Remarks: Marcus (1955b) provided a very exhaustive description of P. foliacea. However, there are some small differences between her description and that of Böhmig (1914) and our new material.

First, Marcus (1955b) described two vasa deferentia, which unite at the level of the gonopore, to form a single vas deferens before entering the male copulatory organ. In the original description of Böhmig (1914) and in our observed specimens, the two vasa deferentia unite at the point of entrance into the copulatory organ. Second, Marcus (1955b) also specifically mentioned and illustrated a connection between intestinal bursa and gut, which we could not see on the studied specimens.
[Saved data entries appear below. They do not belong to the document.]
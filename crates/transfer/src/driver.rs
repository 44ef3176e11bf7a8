//! Chunk transfer driver.
//!
//! One transfer is a strictly sequential loop: compute the next chunk from
//! the committed offset, `PUT` it, then either finish (`200`/`201`), advance
//! (`308`), or back off and resend the same range. Chunk `N + 1` depends on
//! the offset confirmed for chunk `N`, so requests never overlap.

use std::sync::{Arc, Mutex};

use resumable_protocol::constants::CHUNK_GRANULARITY;
use resumable_protocol::{ByteRange, HttpRequest, HttpResponse, ResponseKind};
use tokio::sync::{mpsc, watch};
use tokio_util::sync::CancellationToken;
use tracing::{debug, info, warn};

use crate::TransferError;
use crate::source::ByteSource;
use crate::transport::{Transport, TransportError};
use crate::types::{TransferConfig, TransferEvent, TransferReport, TransferState};

/// Capacity of the event channel. Chunk events are dropped, not awaited,
/// when a slow consumer lets it fill up; one slot per transfer is reserved
/// for the terminal event.
const EVENT_CHANNEL_CAPACITY: usize = 256;

/// What the session reports for a status query.
#[derive(Debug, Clone, Copy, PartialEq, Eq)]
pub enum SessionStatus {
    /// The object is finalized.
    Complete { status: u16 },
    /// The session holds the first `committed` bytes.
    Incomplete { committed: u64 },
}

/// Result of one chunk attempt that did not end the transfer.
enum Attempt {
    /// The committed offset moved to this value.
    Advanced { committed: u64, confirmed: bool },
    /// The attempt failed and may be retried.
    Failed(String),
}

/// Drives one resumable upload session from offset 0 to completion.
pub struct ChunkTransferDriver {
    transport: Arc<dyn Transport>,
    config: TransferConfig,
    events_tx: mpsc::Sender<TransferEvent>,
    events_rx: Option<mpsc::Receiver<TransferEvent>>,
    state_tx: watch::Sender<TransferState>,
    cancel: Mutex<CancellationToken>,
}

impl ChunkTransferDriver {
    /// Creates a driver. Fails fast on an invalid configuration.
    pub fn new(
        transport: Arc<dyn Transport>,
        config: TransferConfig,
    ) -> Result<Self, TransferError> {
        config.validate().map_err(TransferError::InvalidConfig)?;
        if config.chunk_size % CHUNK_GRANULARITY != 0 {
            warn!(
                chunk_size = config.chunk_size,
                granularity = CHUNK_GRANULARITY,
                "chunk size is not a multiple of the session granularity; servers may commit partial chunks"
            );
        }

        let (events_tx, events_rx) = mpsc::channel(EVENT_CHANNEL_CAPACITY);
        let (state_tx, _) = watch::channel(TransferState::Idle);
        Ok(Self {
            transport,
            config,
            events_tx,
            events_rx: Some(events_rx),
            state_tx,
            cancel: Mutex::new(CancellationToken::new()),
        })
    }

    /// Takes the event receiver. Can only be called once.
    pub fn take_events(&mut self) -> Option<mpsc::Receiver<TransferEvent>> {
        self.events_rx.take()
    }

    /// Returns a receiver tracking the driver's current state.
    pub fn subscribe_state(&self) -> watch::Receiver<TransferState> {
        self.state_tx.subscribe()
    }

    /// Returns the driver's current state.
    pub fn state(&self) -> TransferState {
        self.state_tx.borrow().clone()
    }

    /// Returns the token that cancels the running or next transfer.
    ///
    /// Once a transfer or status query ends cancelled the driver arms a
    /// fresh token, so later calls run normally; fetch the token again to
    /// cancel them.
    pub fn cancel_token(&self) -> CancellationToken {
        self.cancel.lock().unwrap_or_else(|e| e.into_inner()).clone()
    }

    fn rearm_cancel(&self) {
        *self.cancel.lock().unwrap_or_else(|e| e.into_inner()) = CancellationToken::new();
    }

    pub fn config(&self) -> &TransferConfig {
        &self.config
    }

    /// Uploads `source` to the session at `endpoint`.
    ///
    /// Returns once the session finalizes the object, the retry budget at
    /// one offset runs out, the session rejects a chunk, or the transfer is
    /// cancelled. An empty source completes without sending anything.
    pub async fn transfer(
        &self,
        source: &dyn ByteSource,
        endpoint: &str,
    ) -> Result<TransferReport, TransferError> {
        if endpoint.trim().is_empty() {
            return Err(TransferError::InvalidConfig(
                "session endpoint must not be empty".into(),
            ));
        }

        let total = source.size();
        info!(total_bytes = total, chunk_size = self.config.chunk_size, "starting transfer");

        // Chunk events may be dropped on a full channel; the terminal event
        // goes through this slot instead.
        let terminal_slot = self.events_tx.clone().try_reserve_owned().ok();
        let cancel = self.cancel_token();

        let result = self.run(source, endpoint, total, &cancel).await;
        let terminal = match &result {
            Ok(report) => {
                self.set_state(TransferState::DoneSuccess);
                info!(
                    total_bytes = total,
                    requests = report.requests,
                    retries = report.retries,
                    "transfer complete"
                );
                TransferEvent::Completed {
                    total,
                    requests: report.requests,
                }
            }
            Err(TransferError::Cancelled { committed }) => {
                self.set_state(TransferState::Cancelled);
                self.rearm_cancel();
                info!(committed, "transfer cancelled");
                TransferEvent::Cancelled {
                    committed: *committed,
                }
            }
            Err(e) => {
                let committed = self.committed_hint();
                if let Some(reason) = e.reason() {
                    self.set_state(TransferState::DoneFailure(reason));
                }
                warn!(error = %e, committed, "transfer failed");
                TransferEvent::Failed {
                    committed,
                    error: e.to_string(),
                }
            }
        };
        match terminal_slot {
            Some(permit) => {
                permit.send(terminal);
            }
            None => self.emit(terminal),
        }
        result
    }

    async fn run(
        &self,
        source: &dyn ByteSource,
        endpoint: &str,
        total: u64,
        cancel: &CancellationToken,
    ) -> Result<TransferReport, TransferError> {
        let mut committed: u64 = 0;
        let mut failures: u32 = 0;
        let mut requests: u32 = 0;
        let mut retries: u32 = 0;

        while let Some(range) = ByteRange::next_chunk(committed, self.config.chunk_size, total) {
            if cancel.is_cancelled() {
                return Err(TransferError::Cancelled { committed });
            }

            let attempt = failures + 1;
            self.set_state(TransferState::Sending(range));
            self.emit(TransferEvent::ChunkStarted { range, attempt });
            debug!(start = range.start(), end = range.end(), attempt, "sending chunk");

            let body = source.slice(range.start(), range.end()).await?;
            let request = HttpRequest::put_chunk(endpoint, range, body);

            self.set_state(TransferState::AwaitingResponse(range));
            requests = requests.saturating_add(1);
            let response = tokio::select! {
                biased;
                _ = cancel.cancelled() => {
                    return Err(TransferError::Cancelled { committed });
                }
                r = self.send_with_timeout(request) => r,
            };

            let error = match response {
                Ok(resp) => match resp.kind() {
                    ResponseKind::Complete => {
                        return Ok(TransferReport {
                            total_bytes: total,
                            requests,
                            retries,
                            final_status: Some(resp.status),
                        });
                    }
                    ResponseKind::ResumeIncomplete => match self.advance(&resp, range)? {
                        Attempt::Advanced {
                            committed: next,
                            confirmed,
                        } => {
                            committed = next;
                            failures = 0;
                            self.set_state(TransferState::Advancing { committed });
                            self.emit(TransferEvent::ChunkCommitted {
                                range,
                                committed,
                                confirmed,
                            });
                            debug!(committed, confirmed, "chunk committed");
                            continue;
                        }
                        Attempt::Failed(error) => error,
                    },
                    ResponseKind::Rejected(status) => {
                        return Err(TransferError::Rejected {
                            status,
                            offset: range.start(),
                        });
                    }
                    ResponseKind::Retryable(status) => format!("unexpected status {status}"),
                },
                Err(e) if !e.is_retryable() => return Err(e.into()),
                Err(e) => e.to_string(),
            };

            failures += 1;
            if self.config.retry.exhausted(failures) {
                return Err(TransferError::RetriesExhausted {
                    offset: range.start(),
                    attempts: failures,
                    last_error: error,
                });
            }
            retries = retries.saturating_add(1);

            let delay = self.config.retry.delay_for_attempt(failures);
            warn!(
                offset = range.start(),
                attempt = failures,
                error = %error,
                retry_in_ms = delay.as_millis() as u64,
                "chunk upload failed, retrying"
            );
            self.set_state(TransferState::RetryWait {
                range,
                attempt: failures,
            });
            self.emit(TransferEvent::ChunkFailed {
                range,
                attempt: failures,
                error,
                retry_in_ms: delay.as_millis() as u64,
            });

            tokio::select! {
                biased;
                _ = cancel.cancelled() => {
                    return Err(TransferError::Cancelled { committed });
                }
                _ = tokio::time::sleep(delay) => {}
            }
        }

        if total == 0 {
            return Ok(TransferReport {
                total_bytes: 0,
                requests,
                retries,
                final_status: None,
            });
        }

        // Every byte was accepted but the final chunk got a 308 instead of
        // 200/201, so the object was never finalized.
        Err(TransferError::MalformedResponse(format!(
            "all {total} bytes sent but the session never confirmed completion"
        )))
    }

    /// Interprets a `308` for `range`.
    fn advance(&self, resp: &HttpResponse, range: ByteRange) -> Result<Attempt, TransferError> {
        let Some(last) = resp.committed_through() else {
            debug!(
                end = range.end(),
                "308 without a usable Range header, assuming the whole chunk was accepted"
            );
            return Ok(Attempt::Advanced {
                committed: range.end(),
                confirmed: false,
            });
        };

        let next = last.saturating_add(1);
        if next > range.end() {
            return Err(TransferError::MalformedResponse(format!(
                "session reports {next} committed bytes but only {} were sent",
                range.end()
            )));
        }
        if next < range.start() {
            return Err(TransferError::MalformedResponse(format!(
                "session committed offset went back from {} to {next}",
                range.start()
            )));
        }
        if next == range.start() {
            return Ok(Attempt::Failed(format!(
                "session committed none of the chunk at offset {}",
                range.start()
            )));
        }
        Ok(Attempt::Advanced {
            committed: next,
            confirmed: true,
        })
    }

    /// Asks the session how many bytes it holds, with one request.
    pub async fn query_status(
        &self,
        endpoint: &str,
        total: u64,
    ) -> Result<SessionStatus, TransferError> {
        if endpoint.trim().is_empty() {
            return Err(TransferError::InvalidConfig(
                "session endpoint must not be empty".into(),
            ));
        }

        let request = HttpRequest::status_query(endpoint, total);
        let cancel = self.cancel_token();
        let resp = tokio::select! {
            biased;
            _ = cancel.cancelled() => {
                self.rearm_cancel();
                return Err(TransferError::Cancelled { committed: 0 });
            }
            r = self.send_with_timeout(request) => r?,
        };

        match resp.kind() {
            ResponseKind::Complete => Ok(SessionStatus::Complete {
                status: resp.status,
            }),
            ResponseKind::ResumeIncomplete => {
                let committed = match resp.committed_through() {
                    Some(last) => last.saturating_add(1),
                    None => 0,
                };
                if committed > total {
                    return Err(TransferError::MalformedResponse(format!(
                        "session reports {committed} committed bytes for a {total}-byte object"
                    )));
                }
                debug!(committed, total, "session status");
                Ok(SessionStatus::Incomplete { committed })
            }
            ResponseKind::Rejected(status) => Err(TransferError::Rejected { status, offset: 0 }),
            ResponseKind::Retryable(status) => Err(TransferError::UnexpectedStatus { status }),
        }
    }

    async fn send_with_timeout(&self, request: HttpRequest) -> Result<HttpResponse, TransportError> {
        let timeout = self.config.request_timeout;
        match tokio::time::timeout(timeout, self.transport.send(request)).await {
            Ok(result) => result,
            Err(_) => Err(TransportError::Timeout(timeout)),
        }
    }

    fn set_state(&self, state: TransferState) {
        self.state_tx.send_replace(state);
    }

    fn emit(&self, event: TransferEvent) {
        if let Err(e) = self.events_tx.try_send(event) {
            debug!("transfer event dropped: {e}");
        }
    }

    /// Best known committed offset, for the failure event.
    fn committed_hint(&self) -> u64 {
        match &*self.state_tx.borrow() {
            TransferState::Advancing { committed } => *committed,
            TransferState::Sending(range)
            | TransferState::AwaitingResponse(range)
            | TransferState::RetryWait { range, .. } => range.start(),
            _ => 0,
        }
    }
}
use std::time::Duration;

use resumable_protocol::ByteRange;
use resumable_protocol::constants::{DEFAULT_CHUNK_SIZE, DEFAULT_REQUEST_TIMEOUT};
use serde::{Deserialize, Serialize};

use crate::retry::RetryConfig;

/// Tunables for one transfer.
#[derive(Debug, Clone, PartialEq, Serialize, Deserialize)]
#[serde(default)]
pub struct TransferConfig {
    /// Bytes per chunk request. Must be non-zero.
    pub chunk_size: u64,
    /// Upper bound for a single chunk request, response included.
    #[serde(with = "duration_ms", rename = "request_timeout_ms")]
    pub request_timeout: Duration,
    /// Backoff policy for failed attempts.
    pub retry: RetryConfig,
}

impl Default for TransferConfig {
    fn default() -> Self {
        Self {
            chunk_size: DEFAULT_CHUNK_SIZE,
            request_timeout: DEFAULT_REQUEST_TIMEOUT,
            retry: RetryConfig::default(),
        }
    }
}

impl TransferConfig {
    /// Checks the configuration before any request is made.
    pub fn validate(&self) -> Result<(), String> {
        if self.chunk_size == 0 {
            return Err("chunk_size must be greater than zero".into());
        }
        if self.request_timeout.is_zero() {
            return Err("request_timeout must be greater than zero".into());
        }
        self.retry.validate()
    }
}

/// Structured progress events, in the order the driver emits them.
#[derive(Debug, Clone, PartialEq, Serialize, Deserialize)]
#[serde(tag = "event", rename_all = "snake_case")]
pub enum TransferEvent {
    /// A chunk request is about to be sent.
    ChunkStarted { range: ByteRange, attempt: u32 },
    /// The session accepted bytes. `confirmed` is `false` when the offset
    /// comes from the optimistic fallback (no usable `Range` header).
    ChunkCommitted {
        range: ByteRange,
        committed: u64,
        confirmed: bool,
    },
    /// An attempt failed and the same range will be retried.
    ChunkFailed {
        range: ByteRange,
        attempt: u32,
        error: String,
        retry_in_ms: u64,
    },
    /// The session finalized the object.
    Completed { total: u64, requests: u32 },
    /// The caller cancelled the transfer.
    Cancelled { committed: u64 },
    /// The transfer stopped with an unrecoverable error.
    Failed { committed: u64, error: String },
}

/// Why a transfer ended in [`TransferState::DoneFailure`].
#[derive(Debug, Clone, Copy, PartialEq, Eq, Serialize, Deserialize)]
#[serde(rename_all = "snake_case")]
pub enum FailureReason {
    ExhaustedRetries,
    MalformedResponse,
    UnexpectedStatus,
    Rejected,
    Transport,
    Source,
    InvalidConfig,
}

/// Driver state, observable through
/// [`ChunkTransferDriver::subscribe_state`](crate::ChunkTransferDriver::subscribe_state).
#[derive(Debug, Clone, PartialEq, Eq, Default)]
pub enum TransferState {
    /// No transfer has started yet.
    #[default]
    Idle,
    /// Reading the chunk from the source.
    Sending(ByteRange),
    /// Request sent, waiting for the session.
    AwaitingResponse(ByteRange),
    /// Moving the committed offset forward.
    Advancing { committed: u64 },
    /// Sleeping before retrying the same range.
    RetryWait { range: ByteRange, attempt: u32 },
    DoneSuccess,
    DoneFailure(FailureReason),
    Cancelled,
}

impl TransferState {
    /// Returns `true` for states a transfer cannot leave.
    pub fn is_terminal(&self) -> bool {
        matches!(
            self,
            TransferState::DoneSuccess | TransferState::DoneFailure(_) | TransferState::Cancelled
        )
    }
}

/// Summary of a successful transfer.
#[derive(Debug, Clone, PartialEq, Eq, Serialize, Deserialize)]
pub struct TransferReport {
    pub total_bytes: u64,
    /// Chunk requests sent, retries included.
    pub requests: u32,
    /// Attempts that failed and were retried.
    pub retries: u32,
    /// Status of the finalizing response; `None` for an empty payload.
    pub final_status: Option<u16>,
}

/// Serde helper storing a [`Duration`] as integer milliseconds.
pub(crate) mod duration_ms {
    use std::time::Duration;

    use serde::{Deserialize, Deserializer, Serializer};

    pub fn serialize<S: Serializer>(value: &Duration, serializer: S) -> Result<S::Ok, S::Error> {
        serializer.serialize_u64(value.as_millis().min(u64::MAX as u128) as u64)
    }

    pub fn deserialize<'de, D: Deserializer<'de>>(deserializer: D) -> Result<Duration, D::Error> {
        u64::deserialize(deserializer).map(Duration::from_millis)
    }
}
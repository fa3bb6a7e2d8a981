mod config;
mod db;
mod error;
mod middleware;
mod models;
mod routes;
mod services;
mod utils;

use actix_web::{middleware::Logger, web, App, HttpServer};
use tracing_subscriber::EnvFilter;

use crate::config::AppConfig;
use crate::services::email_service::EmailService;

#[actix_web::main]
async fn main() -> std::io::Result<()> {
    dotenv::dotenv().ok();

    tracing_subscriber::fmt()
        .with_env_filter(EnvFilter::try_from_default_env().unwrap_or_else(|_| EnvFilter::new("info")))
        .init();

    let config = AppConfig::from_env().map_err(std::io::Error::other)?;

    tracing::info!("connecting to database");
    let db = db::establish_connection(&config)
        .await
        .map_err(std::io::Error::other)?;
    tracing::info!("database connected");
    db::ensure_schema(&db).await.map_err(std::io::Error::other)?;

    let emails = web::Data::new(EmailService::from_config(&config));
    if config.mail_relay_url.is_none() {
        tracing::warn!("MAIL_RELAY_URL not set, emails will only be logged");
    }

    let bind = (config.host, config.port);
    let db = web::Data::new(db);
    let config = web::Data::new(config);

    tracing::info!(host = %bind.0, port = bind.1, "starting server");

    HttpServer::new(move || {
        App::new()
            .wrap(Logger::default())
            .app_data(db.clone())
            .app_data(emails.clone())
            .app_data(config.clone())
            .configure(routes::configure_routes)
    })
        .bind(bind)?
        .run()
        .await
}
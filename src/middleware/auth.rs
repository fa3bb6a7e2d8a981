use actix_web::{dev::Payload, Error, FromRequest, HttpRequest, HttpResponse};
use futures::future::{ready, Ready};
use serde::{Deserialize, Serialize};

use crate::error::AppError;
use crate::utils::jwt;

/// Utilisateur authentifié, extrait du header `Authorization: Bearer <token>`.
/// Dans une route publique, `Option<AuthUser>` donne None sans token valide.
#[derive(Debug, Clone, Serialize, Deserialize)]
pub struct AuthUser {
    pub user_id: i32,
    pub username: String,
    pub is_staff: bool,
}

impl AuthUser {
    /// Réservé au staff (actions admin)
    pub fn require_staff(&self) -> Result<(), AppError> {
        if self.is_staff {
            Ok(())
        } else {
            Err(AppError::Forbidden("Staff access required".to_string()))
        }
    }
}

fn unauthorized(message: String) -> Error {
    let response = HttpResponse::Unauthorized().json(serde_json::json!({
        "error": message
    }));
    actix_web::error::InternalError::from_response("", response).into()
}

impl FromRequest for AuthUser {
    type Error = Error;
    type Future = Ready<Result<Self, Self::Error>>;

    fn from_request(req: &HttpRequest, _payload: &mut Payload) -> Self::Future {
        // 1. Header Authorization
        let auth_header = match req.headers().get("Authorization") {
            Some(header) => header,
            None => return ready(Err(unauthorized("Missing Authorization header".to_string()))),
        };

        let auth_str = match auth_header.to_str() {
            Ok(s) => s,
            Err(_) => return ready(Err(unauthorized("Invalid Authorization header".to_string()))),
        };

        // 2. Format "Bearer <token>"
        let token = match auth_str.strip_prefix("Bearer ") {
            Some(token) => token,
            None => {
                return ready(Err(unauthorized(
                    "Invalid Authorization format (expected: Bearer <token>)".to_string(),
                )));
            }
        };

        // 3. Vérifier le JWT
        match jwt::verify_token(token) {
            Ok(claims) => ready(Ok(AuthUser {
                user_id: claims.sub,
                username: claims.username,
                is_staff: claims.is_staff,
            })),
            Err(e) => ready(Err(unauthorized(e))),
        }
    }
}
New material consistent with that of Marcus is needed to ascertain whether or not these differences are significant enough to warrant splitting the species. For the sake of taxonomical stability we assume these small differences are because of intraspecific variation. Nevertheless, our material matches the original description of Böhmig (1914) and therefore all qualifying conditions for neotype designation are met (ICZN 1999: Art. 75).